Architecture

This is a pretty poor explanation of the architecture, but its good enough for me. If its not good enough for you, please submit a PR.

The Lexer manages the directive stack, overall program execution, and most things. The Token manages our placement in the input string. The Grammars declare directives which have instructions to perform when they're matched. These instructions can modify the token, the lexer, and create new Asymmetrical Syntax Trees (ASTs) to create structured representation of the source. Grammars also declare methods to use as additional instructions.

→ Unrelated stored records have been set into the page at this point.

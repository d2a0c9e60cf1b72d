//! Batch-level progress statistics.

use std::time::Duration;

use serde::{Deserialize, Serialize};

use crate::checker::{CheckOutcome, CheckResult, CheckerRunStats};
use crate::utils::format_hms;

/// Progress of one batch run, refreshed after every chunk.
#[derive(Debug, Clone, Default, PartialEq, Serialize, Deserialize)]
pub struct ProcessingStats {
    /// URLs in the input, when known (zero for stdin)
    pub total_input_urls: u64,
    pub batches_processed: u64,
    pub total_batches: u64,
    /// Input rows consumed so far, including rows skipped on resume
    pub processed_urls: u64,
    pub active_websites: u64,
    pub inactive_websites: u64,
    /// Error, timeout, and invalid outcomes
    pub error_websites: u64,
    /// URLs per second over this session
    pub processing_rate: f64,
    /// `HH:MM:SS`, or empty when the total is unknown
    pub estimated_completion: String,
    /// Seconds spent in this session
    pub elapsed_time: f64,
}

impl ProcessingStats {
    /// Stats for a run over `total_input_urls` URLs (zero if unknown).
    pub fn new(total_input_urls: u64, batch_size: usize) -> Self {
        let batch_size = batch_size.max(1) as u64;
        Self {
            total_input_urls,
            total_batches: total_input_urls.div_ceil(batch_size),
            ..Default::default()
        }
    }

    pub fn completion_percentage(&self) -> f64 {
        if self.total_batches == 0 {
            return 0.0;
        }
        self.batches_processed as f64 / self.total_batches as f64 * 100.0
    }

    /// Active share of all URLs with a recorded outcome.
    pub fn success_rate(&self) -> f64 {
        let total = self.active_websites + self.inactive_websites + self.error_websites;
        if total == 0 {
            return 0.0;
        }
        self.active_websites as f64 / total as f64 * 100.0
    }

    /// Counts one chunk's results.
    pub fn record_chunk(&mut self, results: &[CheckResult]) {
        for result in results {
            match result.status_result {
                CheckOutcome::Active => self.active_websites += 1,
                CheckOutcome::Inactive => self.inactive_websites += 1,
                CheckOutcome::Error | CheckOutcome::Timeout | CheckOutcome::InvalidUrl => {
                    self.error_websites += 1
                }
            }
        }
        self.processed_urls += results.len() as u64;
        self.batches_processed += 1;
    }

    /// Seeds the outcome counters from checker stats restored on resume.
    pub fn restore_from(&mut self, checker: &CheckerRunStats, rows: u64, batches: u64) {
        self.active_websites = checker.active_found;
        self.inactive_websites = checker.inactive_found;
        self.error_websites =
            checker.errors + checker.timeouts + checker.invalid_urls + checker.duplicates;
        self.processed_urls = rows;
        self.batches_processed = batches;
    }

    /// Refreshes rate and ETA. `session_processed` counts only URLs checked
    /// since this process started.
    pub fn update_timing(&mut self, elapsed: Duration, session_processed: u64) {
        self.elapsed_time = elapsed.as_secs_f64();
        if self.elapsed_time > 0.0 {
            self.processing_rate = session_processed as f64 / self.elapsed_time;
        }
        if self.total_input_urls > 0 && self.processing_rate > 0.0 {
            let remaining = self.total_input_urls.saturating_sub(self.processed_urls);
            let eta = remaining as f64 / self.processing_rate;
            self.estimated_completion = format_hms(Duration::from_secs_f64(eta));
        }
    }
}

If you want to write a grammar, see docs/GrammarWriting.md. (but it might help to understand the architecture).

Flow of Lexing

  1. Lexer is initialized
  2. Grammars are added to the lexer.
  3. An Ast is created to be the root
    • Lexer has convenience methods, or you can create your own AST to lex.
  4. The ast is set as the head
  5. A Token is created from the input string
  6. For each grammar onLexerStart($lexer, $ast, $token) is called
  7. Perform the lexing (see below)
  8. For each grammar onLexerEnd($lexer, $ast, $token) is called

The Pieces

  • Lexer: takes Grammars to process an input string using a Token
    • $directiveStack: A multi-layered stack of directives. Each layer can have multiple directives. Each layer has a 'started' and 'unstarted' list.
    • $astStack: The stack of ASTs. Generally the head ast is operated on
  • Token: Contains the input string. Manages our position in the input string.
  • Grammar: Declares directives
    • directive: A set of targets & instructions. Generally contains a string or regex (target) to match against & instructions for what to do upon that match.
  • Ast: An Asymmetrical Syntax Tree... holds values & can be output as an array

The Lexing

  1. using a while loop, set $token = $token->next(), which returns itself with an updated buffer, or false, if there are no more characters to process
    • next() adds one character to the buffer at a time.
  2. Each started directive is checked for match and stop. If there are no started directives, then unstarted directives are checked for start
  3. If started directives stop, they're moved back into unstarted. And visa versa when unstarted directive start.
  4. Any regexes that passed in step #3 are now processed for their instructions, in the order those instructions were declared.
  5. thens are processed & any target directives are added to a new layer of the directive stack
  6. Repeat from #1 until the token has been fully buffered